[What is required]
Could you please return each line of the data that has the word "struct"?
** Source material follows **
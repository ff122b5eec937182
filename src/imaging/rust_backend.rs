//! Pure Rust backend built on the `image` crate.
//!
//! | Step | Crate / function |
//! |---|---|
//! | Sniff + decode (JPEG, PNG) | `image::guess_format` + `load_from_memory_with_format` |
//! | Fit resize | `image::imageops::resize` with `Lanczos3` |
//! | Letterbox | `image::imageops::overlay` onto an opaque black canvas |
//! | Encode | `JpegEncoder` (fixed quality) or `PngEncoder` |

use super::backend::{ImageBackend, ImagingError, Squared};
use super::codec;
use super::normalize::normalize;
use super::params::SquareParams;

/// Pure Rust backend using the `image` crate ecosystem.
#[derive(Debug, Clone, Copy)]
pub struct RustBackend;

impl RustBackend {
    pub fn new() -> Self {
        Self
    }
}

impl Default for RustBackend {
    fn default() -> Self {
        Self::new()
    }
}

impl ImageBackend for RustBackend {
    fn square(&self, bytes: &[u8], params: &SquareParams) -> Result<Squared, ImagingError> {
        let source = codec::decode(bytes)?;
        let dims = source.dimensions();
        tracing::debug!(
            width = dims.width,
            height = dims.height,
            format = %source.format(),
            "resizing image"
        );

        let squared = normalize(&source);
        let format = params.output.resolve(source.format());
        let encoded = codec::encode(&squared, format, params.quality)?;

        Ok(Squared {
            bytes: encoded,
            format,
            source_format: source.format(),
            source: dims,
            side: squared.width(),
        })
    }
}
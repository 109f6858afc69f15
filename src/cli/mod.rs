//! CLI module for tunepull

use clap::{Parser, Subcommand};
use std::path::PathBuf;

pub mod auth;
pub mod commands;

pub use auth::AuthManager;

#[derive(Parser, Debug)]
#[command(
    name = "tunepull",
    about = "Download Spotify playlists as audio files via YouTube Music"
)]
#[command(version, author)]
pub struct Cli {
    #[command(subcommand)]
    pub command: Commands,

    /// Enable verbose logging
    #[arg(short, long, global = true)]
    pub verbose: bool,
}

#[derive(Subcommand, Debug)]
pub enum Commands {
    /// Download every song of a playlist
    Download {
        /// Playlist link, spotify:playlist: URI or id
        #[arg(value_name = "PLAYLIST")]
        playlist: String,

        /// Directory the audio files are written to
        #[arg(short, long, env = "TUNEPULL_OUTPUT", default_value = "./downloads/")]
        output: PathBuf,

        /// Audio format used when FFmpeg is available
        #[arg(short, long, default_value = "m4a")]
        format: String,

        /// Name files "Title - Artist" instead of "Artist - Title"
        #[arg(long)]
        title_first: bool,

        /// Number of concurrent searches
        #[arg(long, default_value = "3", value_parser = clap::value_parser!(u16).range(1..=16))]
        search_parallel: u16,

        /// Number of concurrent downloads
        #[arg(short = 'p', long, default_value = "3", value_parser = clap::value_parser!(u16).range(1..=16))]
        download_parallel: u16,

        /// Path to the ffmpeg binary
        #[arg(long, env = "TUNEPULL_FFMPEG")]
        ffmpeg: Option<PathBuf>,

        /// Path to the yt-dlp binary
        #[arg(long, env = "TUNEPULL_YT_DLP")]
        yt_dlp: Option<PathBuf>,

        /// Download archive, songs recorded there are skipped
        #[arg(long)]
        archive: Option<PathBuf>,

        /// Resolve matches without downloading
        #[arg(long)]
        dry_run: bool,

        /// Spotify client ID (overrides the keyring)
        #[arg(long, env = "SPOTIFY_CLIENT_ID", hide_env_values = true)]
        client_id: Option<String>,

        /// Spotify client secret (overrides the keyring)
        #[arg(long, env = "SPOTIFY_CLIENT_SECRET", hide_env_values = true)]
        client_secret: Option<String>,
    },

    /// Configure Spotify API credentials
    Auth {
        /// Spotify client ID
        #[arg(long, env = "SPOTIFY_CLIENT_ID", hide_env_values = true)]
        client_id: Option<String>,

        /// Spotify client secret
        #[arg(long, env = "SPOTIFY_CLIENT_SECRET", hide_env_values = true)]
        client_secret: Option<String>,

        /// Force re-authentication (ignore stored credentials)
        #[arg(long, conflicts_with = "clear")]
        force: bool,

        /// Remove stored credentials
        #[arg(long)]
        clear: bool,
    },

    /// Show which external tools were found
    Probe {
        /// Path to the ffmpeg binary
        #[arg(long, env = "TUNEPULL_FFMPEG")]
        ffmpeg: Option<PathBuf>,

        /// Path to the yt-dlp binary
        #[arg(long, env = "TUNEPULL_YT_DLP")]
        yt_dlp: Option<PathBuf>,
    },

    /// Generate shell completions
    Completion {
        /// Shell to generate completions for
        shell: clap_complete::Shell,
    },
}
//! Keyring-based storage for Spotify API credentials

use anyhow::{Context, Result};
use dialoguer::{Input, Password};
use keyring::Entry;
use tracing::{debug, info};

use crate::catalog::SpotifyClient;

const KEYRING_SERVICE: &str = "tunepull";

/// Spotify app credentials (client-credentials flow)
#[derive(Debug, Clone)]
pub struct SpotifyCredentials {
    pub client_id: String,
    pub client_secret: String,
}

/// Manages authentication credentials storage
pub struct AuthManager;

impl AuthManager {
    /// Store Spotify app credentials
    ///
    /// Missing values are prompted for. Credentials are verified against
    /// Spotify before they are written to the keyring.
    pub async fn authenticate(
        client_id: Option<String>,
        client_secret: Option<String>,
        force: bool,
    ) -> Result<SpotifyCredentials> {
        if !force {
            if let Ok(creds) = Self::load() {
                info!("Found existing credentials in keyring");
                return Ok(creds);
            }
        } else {
            debug!("Force flag set, ignoring stored credentials");
        }

        let client_id = match client_id {
            Some(id) => id,
            None => Input::<String>::new()
                .with_prompt("Spotify client ID")
                .interact_text()
                .context("Failed to read client ID")?,
        };

        let client_secret = match client_secret {
            Some(secret) => secret,
            None => Password::new()
                .with_prompt("Spotify client secret")
                .interact()
                .context("Failed to read client secret")?,
        };

        let creds = SpotifyCredentials {
            client_id: client_id.trim().to_string(),
            client_secret: client_secret.trim().to_string(),
        };

        Self::verify(&creds).await?;
        Self::store(&creds)?;
        info!("Credentials stored in keyring");

        Ok(creds)
    }

    /// Credentials for a run: explicit values win, then the keyring
    pub fn resolve(
        client_id: Option<String>,
        client_secret: Option<String>,
    ) -> Result<SpotifyCredentials> {
        if let (Some(client_id), Some(client_secret)) = (client_id, client_secret) {
            debug!("Using Spotify credentials from the command line or environment");
            return Ok(SpotifyCredentials {
                client_id,
                client_secret,
            });
        }

        Self::load().map_err(|_| {
            anyhow::anyhow!(
                "No Spotify credentials found. Run 'tunepull auth' or set \
                 SPOTIFY_CLIENT_ID and SPOTIFY_CLIENT_SECRET."
            )
        })
    }

    /// Load credentials from keyring
    pub fn load() -> Result<SpotifyCredentials> {
        let client_id = Self::get_entry("client_id")?
            .get_password()
            .context("No Spotify client ID in keyring")?;

        let client_secret = Self::get_entry("client_secret")?
            .get_password()
            .context("No Spotify client secret in keyring")?;

        Ok(SpotifyCredentials {
            client_id,
            client_secret,
        })
    }

    /// Store credentials in keyring
    pub fn store(creds: &SpotifyCredentials) -> Result<()> {
        Self::get_entry("client_id")?
            .set_password(&creds.client_id)
            .context("Failed to store client ID in keyring")?;

        Self::get_entry("client_secret")?
            .set_password(&creds.client_secret)
            .context("Failed to store client secret in keyring")?;

        Ok(())
    }

    /// Clear stored credentials
    pub fn clear() -> Result<()> {
        let _ = Self::get_entry("client_id")?.delete_credential();
        let _ = Self::get_entry("client_secret")?.delete_credential();
        info!("Credentials cleared from keyring");
        Ok(())
    }

    /// Verify credentials by requesting an access token
    async fn verify(creds: &SpotifyCredentials) -> Result<()> {
        debug!("Verifying Spotify credentials");

        let client = SpotifyClient::new(&creds.client_id, &creds.client_secret)?;
        client
            .access_token()
            .await
            .context("Failed to verify credentials")?;

        info!("Credentials verified successfully");
        Ok(())
    }

    fn get_entry(key: &str) -> Result<Entry> {
        let entry_key = format!("spotify:{}", key);
        Entry::new(KEYRING_SERVICE, &entry_key).context("Failed to access keyring")
    }
}
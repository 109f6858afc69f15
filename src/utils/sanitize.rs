//! Filename sanitization for song titles and artist names

/// Make a title or artist name safe to use as part of a filename
///
/// Characters that are reserved on common filesystems are swapped for
/// lookalike Unicode characters, so "AC/DC" stays readable as "AC⧸DC".
/// Control characters are dropped. Trailing dots are removed because
/// Windows strips them silently. A name with nothing left becomes `_`.
pub fn sanitize_filename(name: &str) -> String {
    let mapped: String = name
        .chars()
        .filter(|c| !c.is_control())
        .map(|c| match c {
            '/' => '⧸',
            '\\' => '⧹',
            ':' => '꞉',
            '*' => '⁎',
            '?' => '？',
            '"' => '″',
            '<' => '‹',
            '>' => '›',
            '|' => '｜',
            _ => c,
        })
        .collect();

    let trimmed = mapped.trim().trim_end_matches('.').trim_end();
    if trimmed.is_empty() {
        "_".to_string()
    } else {
        trimmed.to_string()
    }
}
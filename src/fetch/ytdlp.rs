//! yt-dlp backed media fetcher
//!
//! yt-dlp runs as a child process. Progress comes from a custom
//! `--progress-template` printed on stdout, one line per update thanks to
//! `--newline`; errors come from `ERROR:` lines on stderr and the exit status.

use async_trait::async_trait;
use std::collections::VecDeque;
use std::path::PathBuf;
use std::process::Stdio;
use tokio::io::{AsyncBufReadExt, AsyncRead, BufReader};
use tokio::process::Command;
use tokio::sync::mpsc;
use tracing::debug;

use super::{FetchError, FetchEvent, FetchRequest, MediaFetcher};

/// Prefix of our progress lines, so they can't be confused with tool chatter
const PROGRESS_MARKER: &str = "tunepull-progress";

/// Stderr lines kept for the error message of a failed run
const STDERR_TAIL: usize = 5;

/// Fetches media by spawning yt-dlp
#[derive(Debug, Clone)]
pub struct YtDlpFetcher {
    binary: PathBuf,
}

impl YtDlpFetcher {
    pub fn new(binary: PathBuf) -> Self {
        Self { binary }
    }

    fn tool_name(&self) -> String {
        self.binary
            .file_name()
            .map(|name| name.to_string_lossy().into_owned())
            .unwrap_or_else(|| "yt-dlp".to_string())
    }

    /// Command line for a request, without the binary
    pub fn build_args(request: &FetchRequest) -> Vec<String> {
        let mut args: Vec<String> = vec![
            "--newline".into(),
            "--no-playlist".into(),
            "--progress-template".into(),
            format!(
                "download:{} %(progress.status)s %(progress.downloaded_bytes)s \
                 %(progress.total_bytes)s %(progress.total_bytes_estimate)s",
                PROGRESS_MARKER
            ),
            "--retries".into(),
            "10".into(),
            "--fragment-retries".into(),
            "10".into(),
            "--format".into(),
            "bestaudio/best".into(),
            "--output".into(),
            request.output_template.clone(),
        ];

        if request.transcode {
            args.extend([
                "--extract-audio".to_string(),
                "--audio-format".to_string(),
                request.audio_format.clone(),
                "--audio-quality".to_string(),
                "5".to_string(),
                "--embed-metadata".to_string(),
                "--embed-thumbnail".to_string(),
                "--convert-thumbnails".to_string(),
                "jpg".to_string(),
            ]);
            if let Some(path) = &request.transcoder_path {
                args.push("--ffmpeg-location".into());
                args.push(path.to_string_lossy().into_owned());
            }
        }

        if let Some(archive) = &request.archive {
            args.push("--download-archive".into());
            args.push(archive.to_string_lossy().into_owned());
        }

        args.push(request.url.clone());
        args
    }
}

/// Parse one stdout line of our progress template
pub fn parse_progress_line(line: &str) -> Option<FetchEvent> {
    let start = line.find(PROGRESS_MARKER)?;
    let mut fields = line[start + PROGRESS_MARKER.len()..].split_whitespace();

    let status = fields.next()?;
    let downloaded = fields.next().and_then(parse_bytes);
    let total = fields.next().and_then(parse_bytes);
    let estimate = fields.next().and_then(parse_bytes);

    match status {
        "downloading" => Some(FetchEvent::Downloading {
            downloaded_bytes: downloaded.unwrap_or(0),
            total_bytes: total.or(estimate),
        }),
        "finished" => Some(FetchEvent::Finished),
        "error" => Some(FetchEvent::Error("download error".to_string())),
        _ => None,
    }
}

/// Byte counts are printed as integers, estimates as floats, unknowns as `NA`
fn parse_bytes(field: &str) -> Option<u64> {
    let value: f64 = field.parse().ok()?;
    if value.is_finite() && value >= 0.0 {
        Some(value as u64)
    } else {
        None
    }
}

/// Read `reader` line by line until EOF, decoding lossily
///
/// Output is drained to the end even when a line is not valid UTF-8, so the
/// child never writes into a closed pipe.
async fn for_each_line<R, F>(reader: R, mut handle: F)
where
    R: AsyncRead + Unpin,
    F: FnMut(String),
{
    let mut segments = BufReader::new(reader).split(b'\n');
    loop {
        match segments.next_segment().await {
            Ok(Some(bytes)) => {
                let line = String::from_utf8_lossy(&bytes);
                handle(line.trim_end_matches('\r').to_string());
            }
            Ok(None) => break,
            Err(e) => {
                debug!("Stopped reading tool output: {}", e);
                break;
            }
        }
    }
}

/// Extract the message from an `ERROR:` stderr line
pub fn parse_error_line(line: &str) -> Option<String> {
    line.trim()
        .strip_prefix("ERROR:")
        .map(|message| message.trim().to_string())
}

#[async_trait]
impl MediaFetcher for YtDlpFetcher {
    async fn fetch(
        &self,
        request: &FetchRequest,
        events: mpsc::UnboundedSender<FetchEvent>,
    ) -> Result<(), FetchError> {
        let tool = self.tool_name();
        let args = Self::build_args(request);
        debug!("Running {} {}", self.binary.display(), args.join(" "));

        let mut child = Command::new(&self.binary)
            .args(&args)
            .stdin(Stdio::null())
            .stdout(Stdio::piped())
            .stderr(Stdio::piped())
            .kill_on_drop(true)
            .spawn()
            .map_err(|source| FetchError::Spawn {
                tool: tool.clone(),
                source,
            })?;

        let stdout = child.stdout.take();
        let stderr = child.stderr.take();

        let stdout_events = events.clone();
        let read_stdout = async move {
            let Some(stdout) = stdout else { return };
            for_each_line(stdout, |line| {
                if let Some(event) = parse_progress_line(&line) {
                    let _ = stdout_events.send(event);
                } else {
                    debug!("{}", line);
                }
            })
            .await;
        };

        let read_stderr = async move {
            let mut tail = VecDeque::with_capacity(STDERR_TAIL);
            let Some(stderr) = stderr else { return tail };
            for_each_line(stderr, |line| {
                if let Some(message) = parse_error_line(&line) {
                    let _ = events.send(FetchEvent::Error(message));
                }
                if tail.len() == STDERR_TAIL {
                    tail.pop_front();
                }
                tail.push_back(line);
            })
            .await;
            tail
        };

        let ((), tail) = tokio::join!(read_stdout, read_stderr);
        let status = child.wait().await?;

        if status.success() {
            Ok(())
        } else {
            Err(FetchError::Tool {
                tool,
                status: status.to_string(),
                message: tail.into_iter().collect::<Vec<_>>().join("\n"),
            })
        }
    }
}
** End of Source material **
[Finished task]
pub struct RustBackend;
pub struct Cli {
pub struct SpotifyCredentials {
pub struct AuthManager;
pub struct YtDlpFetcher {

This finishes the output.